As today, we call it that the origin of contempt of courts in India can be traced from England law but India has developed this concept and can be traced back from history. In England the Supreme Courts of Record from early times exercising the power to punish the contemnors who scandalises the Courts or Judges. This right was first recognised by the judicial committee of the Privy Council which observed that the offence of the contempt of court and the powers of the Indian High Courts to punish it are same as in the Supreme Court in England. The first Indian statute on the law of contempt i.e. the Contempt of Courts Act was passed in 1926.

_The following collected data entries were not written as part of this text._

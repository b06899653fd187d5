//! HTTP plumbing shared by `serve` and batch builds.

mod assets;
mod lifecycle;
mod path;
mod response;

pub use assets::AssetServer;
pub use lifecycle::bind_with_retry;
pub use path::resolve_path;
pub use response::{
    respond_file, respond_json, respond_not_found, respond_pipeline_error, respond_png,
    respond_unavailable,
};
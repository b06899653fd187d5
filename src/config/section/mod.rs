//! Configuration section definitions.
//!
//! | Module  | TOML Section          | Purpose                                |
//! |---------|-----------------------|----------------------------------------|
//! | `site`  | `[site]`              | Identity, locales, template revision   |
//! | `build` | `[build]`             | Asset paths, manifest, worker pool     |
//! | `serve` | `[serve]`             | On-demand render server                |
//! | `maps`  | `[maps]`, `[trips]`   | Map APIs and trip collaborators        |

pub mod build;
mod maps;
mod serve;
mod site;

pub use build::{BuildSection, CompositorKind};
pub use maps::{MapsConfig, TripsConfig};
pub use serve::ServeConfig;
pub use site::SiteSection;
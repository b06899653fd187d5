//! Local asset server used during batch builds.
//!
//! Serves files under the assets root on `127.0.0.1:<ephemeral>` so the
//! on-demand compositor can fetch fonts and images exactly as it would from
//! the live site.

use std::{
    net::{IpAddr, Ipv4Addr, SocketAddr},
    path::Path,
    sync::{
        Arc,
        atomic::{AtomicBool, Ordering},
    },
    thread::{self, JoinHandle},
};

use anyhow::{Context, Result};
use tiny_http::Server;

use super::{
    lifecycle::bind_with_retry,
    path::resolve_path,
    response::{respond_file, respond_not_found},
};
use crate::debug;

pub struct AssetServer {
    server: Arc<Server>,
    addr: SocketAddr,
    stop: Arc<AtomicBool>,
    handle: Option<JoinHandle<()>>,
}

impl AssetServer {
    /// Bind an ephemeral loopback port and start serving `root`.
    pub fn start(root: &Path) -> Result<Self> {
        let (server, addr) = bind_with_retry(IpAddr::V4(Ipv4Addr::LOCALHOST), 0)
            .context("failed to start local asset server")?;
        let server = Arc::new(server);
        let stop = Arc::new(AtomicBool::new(false));

        let handle = thread::Builder::new()
            .name("asset-server".into())
            .spawn({
                let server = Arc::clone(&server);
                let stop = Arc::clone(&stop);
                let root = root.to_path_buf();
                move || serve_loop(&server, &stop, &root)
            })
            .context("failed to spawn asset server thread")?;

        debug!("assets"; "serving {} on http://{}", root.display(), addr);
        Ok(Self {
            server,
            addr,
            stop,
            handle: Some(handle),
        })
    }

    pub fn origin(&self) -> String {
        format!("http://{}", self.addr)
    }

    /// Stop accepting requests and join the server thread.
    pub fn shutdown(mut self) {
        self.stop_and_join();
    }

    fn stop_and_join(&mut self) {
        self.stop.store(true, Ordering::SeqCst);
        self.server.unblock();
        if let Some(handle) = self.handle.take() {
            let _ = handle.join();
        }
    }
}

impl Drop for AssetServer {
    fn drop(&mut self) {
        self.stop_and_join();
    }
}

fn serve_loop(server: &Server, stop: &AtomicBool, root: &Path) {
    let pool = match rayon::ThreadPoolBuilder::new().num_threads(4).build() {
        Ok(pool) => pool,
        Err(e) => {
            debug!("assets"; "thread pool unavailable: {}", e);
            return;
        }
    };

    pool.scope(|scope| {
        for request in server.incoming_requests() {
            if stop.load(Ordering::SeqCst) {
                break;
            }
            scope.spawn(move |_| {
                let result = match resolve_path(request.url(), root) {
                    Some(path) => respond_file(request, &path),
                    None => respond_not_found(request),
                };
                if let Err(e) = result {
                    debug!("assets"; "request error: {}", e);
                }
            });
        }
    });
}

Contempt and its objective
The Contempt of Courts Act, 1971 comes into existence on 24-12-1971 with an objective to define and limit the powers of certain courts in punishing contempt of court and to regulate their procedure in relation thereto. Which means contempt jurisdiction enjoyed by the courts is only for the purpose of upholding the majesty of the judicial system that exists. While exercising this power, the court must not be hypersensitive or swung by emotions, but must act judiciously.
Contempt is defined under Section 2(a) of the Contempt of Courts Act, 1971 which says “contempt of court” means civil contempt or criminal contempt. Whereas “civil contempt” is defined under Section 2(b) which means wilful disobedience to any judgment decree, direction, order, writ or other process of a court or wilful breach of an undertaking given to court. And on the other hand, “criminal contempt” is defined under Section 2(c) which means the publication (whether by words, spoken or written, or by signs, or by visible representation, or otherwise) of any matter or the doing of any other act whatsoever which:
- Scandalises or tends to scandalise, or lowers or tends to lower the authority of, any court; or
- Prejudices, or interferes or tends to interfere with, the due course of any judicial proceeding; or
- Interferes or tends to interfere with, or obstructs or tends to obstruct, the administration of justice in any other manner.

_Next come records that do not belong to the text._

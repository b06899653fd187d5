//! Errors from the trip collaborators (trip store, directions API).

use thiserror::Error;

#[derive(Debug, Error)]
pub enum LookupError {
    #[error("request failed")]
    Transport(#[from] reqwest::Error),

    #[error("unexpected HTTP status {0}")]
    Status(u16),

    #[error("not found")]
    NotFound,

    #[error("no route returned")]
    NoRoute,

    #[error("invalid response: {0}")]
    Decode(String),

    #[error("no trip store configured")]
    Unconfigured,
}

Any wilful disobedience of court order to do or abstain from doing any act is a civil contempt. Civil contempt arises when the power of the court is invoked or exercised to enforce obedience to court orders. On the other hand, criminal contempt is criminal in nature. It includes defiant disobedience to the Judges in the court, outrages of Judges in open court, libels on Judges or courts or interfering with the course of justice or an act which tends to prejudice the course of justice.
A person is guilty of a criminal contempt when his conduct tends to bring the authority and administration of law into disrespect or tends to interfere with or prejudice litigants during litigation.
Let’s take an example for better understanding the concept of contempt of court. Let’s assume a situation where the impact of contempt is of that nature, where a common man lost his faith in the judiciary. Let’s say, otherwise for a common man, if the local MLA came and getup and abuse the court, what respect the common man will have for the institution because the said MLA effectively taken away one important pillar of democracy.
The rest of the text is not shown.